▶ Task to carry out
Using the data below, show every line where the word "since" occurs.

*** Opening Available data ***

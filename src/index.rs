//! The index: owns every table's active partition, rotates them on
//! capacity, LRU-caches loaded passive partitions, and routes queries,
//! erases, and transforms (spec.md §4.6).
//!
//! Modeled as a plain struct with internal `tokio::sync::Mutex` guards
//! rather than a literal actor-and-mailbox -- the same simplification
//! already made for `ActivePartition`/`PassivePartition` (SPEC_FULL.md
//! §C, "Concurrency model"): single-consumer access falls out of
//! `&self` plus the mutex rather than a dedicated inbound channel.

use std::collections::HashMap;
use std::num::NonZeroUsize;
use std::sync::Arc;
use std::time::{Duration, Instant};

use log::{debug, info, warn};
use lru::LruCache;
use tokio::sync::Mutex;
use uuid::Uuid;

use crate::catalog::Catalog;
use crate::error::{Error, Result};
use crate::filesystem::Filesystem;
use crate::ids::RowIdBitmap;
use crate::options::Options;
use crate::partition::{ActivePartition, Partition, PassivePartition, SharedPassivePartition};
use crate::query::{Query, QueryCmd};
use crate::slice::TableSlice;
use crate::store::LookupOutcome;
use crate::transform::TransformStep;

/// Summary of a partition produced by a rotation or transform, the
/// `PartitionInfo` of the control surface (spec.md §6).
#[derive(Debug, Clone)]
pub struct PartitionInfo {
    pub id: Uuid,
    pub table: String,
    pub events: u64,
}

pub struct Index {
    fs: Filesystem,
    options: Options,
    catalog: Mutex<Catalog>,
    active: Mutex<HashMap<String, ActivePartition>>,
    table_of: Mutex<HashMap<Uuid, String>>,
    passive_cache: Mutex<LruCache<Uuid, SharedPassivePartition>>,
    last_ingest: Mutex<HashMap<String, Instant>>,
}

impl Index {
    pub fn new(fs: Filesystem, options: Options) -> Index {
        let capacity = NonZeroUsize::new(options.passive_partition_cache_count.max(1)).unwrap();
        Index {
            fs,
            options,
            catalog: Mutex::new(Catalog::new()),
            active: Mutex::new(HashMap::new()),
            table_of: Mutex::new(HashMap::new()),
            passive_cache: Mutex::new(LruCache::new(capacity)),
            last_ingest: Mutex::new(HashMap::new()),
        }
    }

    pub fn filesystem(&self) -> &Filesystem {
        &self.fs
    }

    /// `Index.ingest`: appends one slice to `table`'s active partition,
    /// rotating it if `events` now meets `partition_capacity` (spec.md
    /// §4.1, "Rotation").
    pub async fn ingest(&self, table: &str, slice: TableSlice) -> Result<()> {
        self.last_ingest.lock().await.insert(table.to_string(), Instant::now());
        let should_rotate = {
            let mut active = self.active.lock().await;
            let partition =
                active.entry(table.to_string()).or_insert_with(|| ActivePartition::new(table, self.options.max_segment_size_bytes));
            partition.ingest(slice)?;
            partition.events() >= self.options.partition_capacity
        };
        if should_rotate {
            self.rotate(table).await?;
        }
        Ok(())
    }

    /// Tables whose active partition has gone quiet for at least
    /// `timeout` and still holds unpersisted events -- the candidate set
    /// the idle-flush loop rotates out (spec.md §4.1, "Rotation": flush on
    /// idle even below `partition_capacity`).
    pub async fn idle_tables(&self, timeout: Duration) -> Vec<String> {
        let active = self.active.lock().await;
        let last_ingest = self.last_ingest.lock().await;
        active
            .iter()
            .filter(|(_, p)| !p.is_empty())
            .filter_map(|(table, _)| {
                let idle = last_ingest.get(table).map(|t| t.elapsed() >= timeout).unwrap_or(false);
                idle.then(|| table.clone())
            })
            .collect()
    }

    /// Flushes every table's active partition, each bounded by
    /// `persist_watchdog_timeout`, for use on process shutdown (spec.md
    /// §4.1/§5, "Exit semantics"). A table whose persist doesn't finish in
    /// time surfaces `Error::PersistAborted` instead of hanging the
    /// shutdown indefinitely.
    pub async fn shutdown(&self) -> Result<Vec<PartitionInfo>> {
        let tables: Vec<String> = self.active.lock().await.keys().cloned().collect();
        let mut produced = Vec::new();
        for table in tables {
            let watchdog = self.options.persist_watchdog_timeout;
            match tokio::time::timeout(watchdog, self.flush(&table)).await {
                Ok(Ok(Some(info))) => produced.push(info),
                Ok(Ok(None)) => {}
                Ok(Err(e)) => return Err(e),
                Err(_) => {
                    return Err(Error::PersistAborted(format!(
                        "persist for table {table} exceeded watchdog timeout of {watchdog:?}"
                    )))
                }
            }
        }
        Ok(produced)
    }

    /// Forces `table`'s active partition through `persist` regardless of
    /// size -- the flush path used on idle timeout or shutdown (spec.md
    /// §4.1, "Rotation" / "Exit semantics").
    pub async fn flush(&self, table: &str) -> Result<Option<PartitionInfo>> {
        self.rotate(table).await
    }

    async fn rotate(&self, table: &str) -> Result<Option<PartitionInfo>> {
        let partition = {
            let mut active = self.active.lock().await;
            active.remove(table)
        };
        let Some(partition) = partition else { return Ok(None) };
        if partition.is_empty() {
            // Nothing accumulated since the last rotation; put it back
            // rather than persisting an empty partition.
            self.active.lock().await.insert(table.to_string(), partition);
            return Ok(None);
        }

        let id = partition.id();
        let events = partition.events();
        let (synopsis, passive) = Partition::persist(partition, &self.fs).await?;
        self.catalog.lock().await.publish(id, table, synopsis);
        self.table_of.lock().await.insert(id, table.to_string());
        self.passive_cache.lock().await.put(id, passive);
        info!("rotated partition {id} for table {table} ({events} events)");
        Ok(Some(PartitionInfo { id, table: table.to_string(), events }))
    }

    /// Candidate partitions for `expr` per the catalog's synopsis pruning,
    /// plus the meta-predicate-tailored expression -- exposed so the
    /// eraser can resolve a retention query the same way a live query
    /// does (spec.md §4.7 step 4).
    pub async fn resolve(&self, expr: &crate::expr::Expression) -> (Vec<Uuid>, crate::expr::Expression) {
        self.catalog.lock().await.resolve(expr)
    }

    async fn passive_handle(&self, id: Uuid) -> Result<SharedPassivePartition> {
        if let Some(p) = self.passive_cache.lock().await.get(&id) {
            return Ok(p.clone());
        }
        let table = self.table_of.lock().await.get(&id).cloned().ok_or_else(|| Error::NotFound(format!("partition {id}")))?;
        let passive: SharedPassivePartition = Arc::new(PassivePartition::new(id, table, &self.fs));
        self.passive_cache.lock().await.put(id, passive.clone());
        Ok(passive)
    }

    /// `Index.query`: resolves candidates via the catalog, evaluates each
    /// one plus the table's live active partition, and streams matches to
    /// `query.cmd`'s sink as a side effect. Returns the aggregate row
    /// count. A single partition's evaluation error is recorded and does
    /// not fail the overall query (spec.md §7, "Propagation policy").
    pub async fn query(&self, table: &str, query: Query) -> Result<u64> {
        let (candidates, tailored_expr) = self.catalog.lock().await.resolve(&query.expr);
        let mut total = 0u64;
        let mut partition_errors = Vec::new();

        {
            let active = self.active.lock().await;
            if let Some(partition) = active.get(table) {
                match partition.query(&query.ids, &query.expr, extract_policy(&query.cmd)) {
                    Ok(outcome) => {
                        crate::store::dispatch(&query.cmd, &outcome);
                        total += outcome_rows(&outcome);
                    }
                    Err(e) => partition_errors.push(e),
                }
            }
        }

        for id in candidates {
            let passive = match self.passive_handle(id).await {
                Ok(p) => p,
                Err(e) => {
                    partition_errors.push(e);
                    continue;
                }
            };
            let per_partition =
                Query { id: query.id, expr: tailored_expr.clone(), ids: query.ids.clone(), cmd: clone_cmd(&query.cmd) };
            match passive.query(&self.fs, &per_partition).await {
                Ok(outcome) => total += outcome_rows(&outcome),
                Err(e) => partition_errors.push(e),
            }
        }

        if !partition_errors.is_empty() {
            warn!("query {} completed with {} partition-level errors", query.id, partition_errors.len());
        }
        Ok(total)
    }

    /// `Index.erase`: deletes a partition wholesale by erasing its full
    /// id range. Used by the disk monitor, which only ever drops whole
    /// partitions (spec.md §4.8, "Policy"); row-granular retention goes
    /// through `apply_transform` instead.
    pub async fn erase(&self, partition_id: Uuid) -> Result<RowIdBitmap> {
        let passive = self.passive_handle(partition_id).await?;
        let xs = passive.ids(&self.fs).await?;
        let removed = passive.erase(&self.fs, &xs).await?;
        self.catalog.lock().await.remove(partition_id);
        self.table_of.lock().await.remove(&partition_id);
        self.passive_cache.lock().await.pop(&partition_id);
        debug!("erased partition {partition_id} wholesale ({} rows)", removed.rank());
        Ok(removed)
    }

    /// `Index.apply_transform`: runs `steps` over every slice of each
    /// listed partition, accumulates the output into a fresh partition,
    /// and swaps it into the catalog. Old partitions stay catalog-visible
    /// until the new one is fully persisted and registered, then one
    /// registry update retires them (spec.md §4.6, "Partition
    /// transformer"; atomicity is per-table, not a single lock across the
    /// whole swap -- acceptable since only one rotation/transform runs per
    /// table at a time given `active`'s per-table mutex section).
    pub async fn apply_transform(
        &self,
        table: &str,
        steps: Vec<Box<dyn TransformStep>>,
        partitions: &[Uuid],
        keep_original: bool,
    ) -> Result<Vec<PartitionInfo>> {
        let mut rebuilt = ActivePartition::new(table, self.options.max_segment_size_bytes);
        for id in partitions {
            let passive = self.passive_handle(*id).await?;
            let slices = passive.slices(&self.fs).await?;
            let transformed = crate::transform::run_pipeline(&steps, slices)?;
            for slice in transformed {
                rebuilt.ingest(slice)?;
            }
        }

        let mut produced = Vec::new();
        if !rebuilt.is_empty() {
            let id = rebuilt.id();
            let events = rebuilt.events();
            let (synopsis, passive) = Partition::persist(rebuilt, &self.fs).await?;
            produced.push((id, events, synopsis, passive));
        }

        {
            let mut catalog = self.catalog.lock().await;
            for (id, _, synopsis, _) in &produced {
                catalog.publish(*id, table, synopsis.clone());
            }
            if !keep_original {
                for id in partitions {
                    catalog.remove(*id);
                }
            }
        }
        {
            let mut table_of = self.table_of.lock().await;
            for (id, ..) in &produced {
                table_of.insert(*id, table.to_string());
            }
            if !keep_original {
                for id in partitions {
                    table_of.remove(id);
                }
            }
        }
        {
            let mut cache = self.passive_cache.lock().await;
            for (id, _, _, passive) in &produced {
                cache.put(*id, passive.clone());
            }
            if !keep_original {
                for id in partitions {
                    cache.pop(id);
                }
            }
        }

        if !keep_original {
            for id in partitions {
                let artifact_path = self.fs.partition_path(*id);
                let segment_path = artifact_path.with_extension("seg");
                let _ = self.fs.erase(&artifact_path).await;
                let _ = self.fs.erase(&segment_path).await;
            }
        }

        Ok(produced.into_iter().map(|(id, events, _, _)| PartitionInfo { id, table: table.to_string(), events }).collect())
    }
}

fn extract_policy(cmd: &QueryCmd) -> Option<bool> {
    match cmd {
        QueryCmd::Count { .. } => None,
        QueryCmd::Extract { policy, .. } => Some(matches!(policy, crate::query::ExtractPolicy::PreserveIds)),
        QueryCmd::Erase => None,
    }
}

fn outcome_rows(outcome: &LookupOutcome) -> u64 {
    match outcome {
        LookupOutcome::Count(n) => *n,
        LookupOutcome::Slices(slices) => slices.iter().map(TableSlice::rows).sum(),
    }
}

/// `QueryCmd` isn't `Clone` (a fresh sink handle per recipient would be
/// meaningless for most fields) -- but fanning the *same* query out to N
/// partitions needs N commands sharing the one sink, which `Sink<T>`
/// itself supports cloning.
fn clone_cmd(cmd: &QueryCmd) -> QueryCmd {
    match cmd {
        QueryCmd::Count { mode, sink } => QueryCmd::Count { mode: *mode, sink: sink.clone() },
        QueryCmd::Extract { policy, sink, requested } => {
            QueryCmd::Extract { policy: *policy, sink: sink.clone(), requested: *requested }
        }
        QueryCmd::Erase => QueryCmd::Erase,
    }
}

*** Closing Available data ***

▶ Expected output
            // Nothing accumulated since the last rotation; put it back
    /// whole swap -- acceptable since only one rotation/transform runs per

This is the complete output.